"""
use serde::{Deserialize, Serialize};
use std::collections::BTreeMap;
use std::fmt;
use std::str::FromStr;

pub const IMAGE_PLACEHOLDER: &str = "https://d827xgdhgqbnd.cloudfront.net/wp-content/uploads/2016/04/09121712/book-cover-placeholder.png";
pub const DEFAULT_DESCRIPTION: &str = "No description available.";

#[derive(Debug, Clone, Copy, PartialEq, Eq, Serialize, Deserialize)]
#[serde(rename_all = "kebab-case")]
pub enum BookStatus {
    ToRead,
    Reading,
    Read,
}

impl BookStatus {
    pub const ALL: [BookStatus; 3] = [BookStatus::ToRead, BookStatus::Reading, BookStatus::Read];

    pub fn as_str(&self) -> &'static str {
        match self {
            BookStatus::ToRead => "to-read",
            BookStatus::Reading => "reading",
            BookStatus::Read => "read",
        }
    }

    /// Human readable label shown next to a book.
    pub fn label(&self) -> &'static str {
        match self {
            BookStatus::ToRead => "To Read",
            BookStatus::Reading => "Currently Reading",
            BookStatus::Read => "Already Read",
        }
    }
}

impl fmt::Display for BookStatus {
    fn fmt(&self, f: &mut fmt::Formatter<'_>) -> fmt::Result {
        f.write_str(self.as_str())
    }
}

#[derive(Debug, Clone, PartialEq, Eq, thiserror::Error)]
#[error("unknown status {0:?}")]
pub struct UnknownStatus(pub String);

impl FromStr for BookStatus {
    type Err = UnknownStatus;

    fn from_str(s: &str) -> Result<Self, Self::Err> {
        BookStatus::ALL
            .into_iter()
            .find(|status| status.as_str() == s)
            .ok_or_else(|| UnknownStatus(s.to_string()))
    }
}

#[derive(Debug, Clone, PartialEq, Eq, Serialize, Deserialize)]
pub struct Book {
    pub id: String,
    pub title: String,
    pub author: String,
    pub status: BookStatus,
    pub image: String,
    pub description: String,
    #[serde(default)]
    pub notes: Vec<String>,
}

impl Book {
    /// Text the search box matches against.
    pub fn searchable_text(&self) -> String {
        format!(
            "{}{}{}{}",
            self.title,
            self.author,
            self.description,
            self.notes.concat()
        )
    }
}

/// Books sharing one status, listed under its label.
#[derive(Debug, Clone, PartialEq, Eq, Serialize)]
pub struct Shelf {
    pub status: BookStatus,
    pub label: &'static str,
    pub books: Vec<Book>,
}

/// Splits books into one shelf per status, in `BookStatus::ALL` order.
/// Empty shelves are kept so clients always get all three.
pub fn shelves(books: &[Book]) -> Vec<Shelf> {
    BookStatus::ALL
        .into_iter()
        .map(|status| Shelf {
            status,
            label: status.label(),
            books: books.iter().filter(|b| b.status == status).cloned().collect(),
        })
        .collect()
}

/// Book fields as submitted by a client. Nothing is trusted until validated.
#[derive(Debug, Clone, Default, Deserialize)]
pub struct BookForm {
    pub title: Option<String>,
    pub author: Option<String>,
    pub status: Option<String>,
    pub image: Option<String>,
    pub description: Option<String>,
}

/// A validated book ready to be inserted. Defaults are already applied.
#[derive(Debug, Clone, PartialEq, Eq)]
pub struct NewBook {
    pub title: String,
    pub author: String,
    pub status: BookStatus,
    pub image: String,
    pub description: String,
}

/// A validated partial update; `None` leaves the stored field untouched.
#[derive(Debug, Clone, Default, PartialEq, Eq)]
pub struct BookPatch {
    pub title: Option<String>,
    pub author: Option<String>,
    pub status: Option<BookStatus>,
    pub image: Option<String>,
    pub description: Option<String>,
}

impl BookPatch {
    pub fn is_empty(&self) -> bool {
        self.title.is_none()
            && self.author.is_none()
            && self.status.is_none()
            && self.image.is_none()
            && self.description.is_none()
    }

    pub fn apply(&self, book: &mut Book) {
        if let Some(title) = &self.title {
            book.title = title.clone();
        }
        if let Some(author) = &self.author {
            book.author = author.clone();
        }
        if let Some(status) = self.status {
            book.status = status;
        }
        if let Some(image) = &self.image {
            book.image = image.clone();
        }
        if let Some(description) = &self.description {
            book.description = description.clone();
        }
    }
}

#[derive(Debug, Clone, Deserialize)]
pub struct NoteForm {
    pub note: Option<String>,
}

#[derive(Debug, Clone, Deserialize)]
pub struct LoginForm {
    pub email: String,
    pub password: String,
}

#[derive(Debug, Clone, Default, Deserialize)]
#[serde(rename_all = "camelCase")]
pub struct SignupForm {
    pub email: Option<String>,
    pub password: Option<String>,
    pub confirm_password: Option<String>,
}

/// Field name to message, kept ordered so responses are stable.
#[derive(Debug, Clone, Default, PartialEq, Eq, Serialize)]
#[serde(transparent)]
pub struct FieldErrors(BTreeMap<String, String>);

impl FieldErrors {
    pub fn new() -> Self {
        Self::default()
    }

    pub fn single(field: &str, message: &str) -> Self {
        let mut errors = Self::new();
        errors.insert(field, message);
        errors
    }

    pub fn insert(&mut self, field: &str, message: &str) {
        self.0.insert(field.to_string(), message.to_string());
    }

    #[cfg(test)]
    pub fn get(&self, field: &str) -> Option<&str> {
        self.0.get(field).map(String::as_str)
    }

    pub fn contains(&self, field: &str) -> bool {
        self.0.contains_key(field)
    }

    pub fn is_empty(&self) -> bool {
        self.0.is_empty()
    }

    #[cfg(test)]
    pub fn len(&self) -> usize {
        self.0.len()
    }
}

impl fmt::Display for FieldErrors {
    fn fmt(&self, f: &mut fmt::Formatter<'_>) -> fmt::Result {
        let fields: Vec<&str> = self.0.keys().map(String::as_str).collect();
        write!(f, "invalid fields: {}", fields.join(", "))
    }
}

/// What the identity provider vouches for after checking a token.
#[derive(Debug, Clone, PartialEq, Eq)]
pub struct VerifiedToken {
    pub uid: String,
    pub email: Option<String>,
    /// Unix seconds of the sign-in that produced the token.
    pub auth_time: i64,
}

/// Payload of the signed session cookie.
#[derive(Debug, Clone, PartialEq, Eq, Serialize, Deserialize)]
pub struct Session {
    pub uid: String,
    pub email: Option<String>,
    pub token: String,
    pub auth_time: i64,
    pub expires_at: i64,
}

#[derive(Debug, Serialize)]
pub struct SessionUser {
    pub uid: String,
    pub email: Option<String>,
    pub expires_at: i64,
}

impl From<&Session> for SessionUser {
    fn from(session: &Session) -> Self {
        SessionUser {
            uid: session.uid.clone(),
            email: session.email.clone(),
            expires_at: session.expires_at,
        }
    }
}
"""
**PROMPT:**
If a line in the entries above has the word "PartialEq", copy it.

**TASK RESPONSE:**
#[derive(Debug, Clone, Copy, PartialEq, Eq, Serialize, Deserialize)]
#[derive(Debug, Clone, PartialEq, Eq, thiserror::Error)]
#[derive(Debug, Clone, PartialEq, Eq, Serialize, Deserialize)]
#[derive(Debug, Clone, PartialEq, Eq, Serialize)]
#[derive(Debug, Clone, PartialEq, Eq)]
#[derive(Debug, Clone, Default, PartialEq, Eq)]
#[derive(Debug, Clone, Default, PartialEq, Eq, Serialize)]
#[derive(Debug, Clone, PartialEq, Eq)]
#[derive(Debug, Clone, PartialEq, Eq, Serialize, Deserialize)]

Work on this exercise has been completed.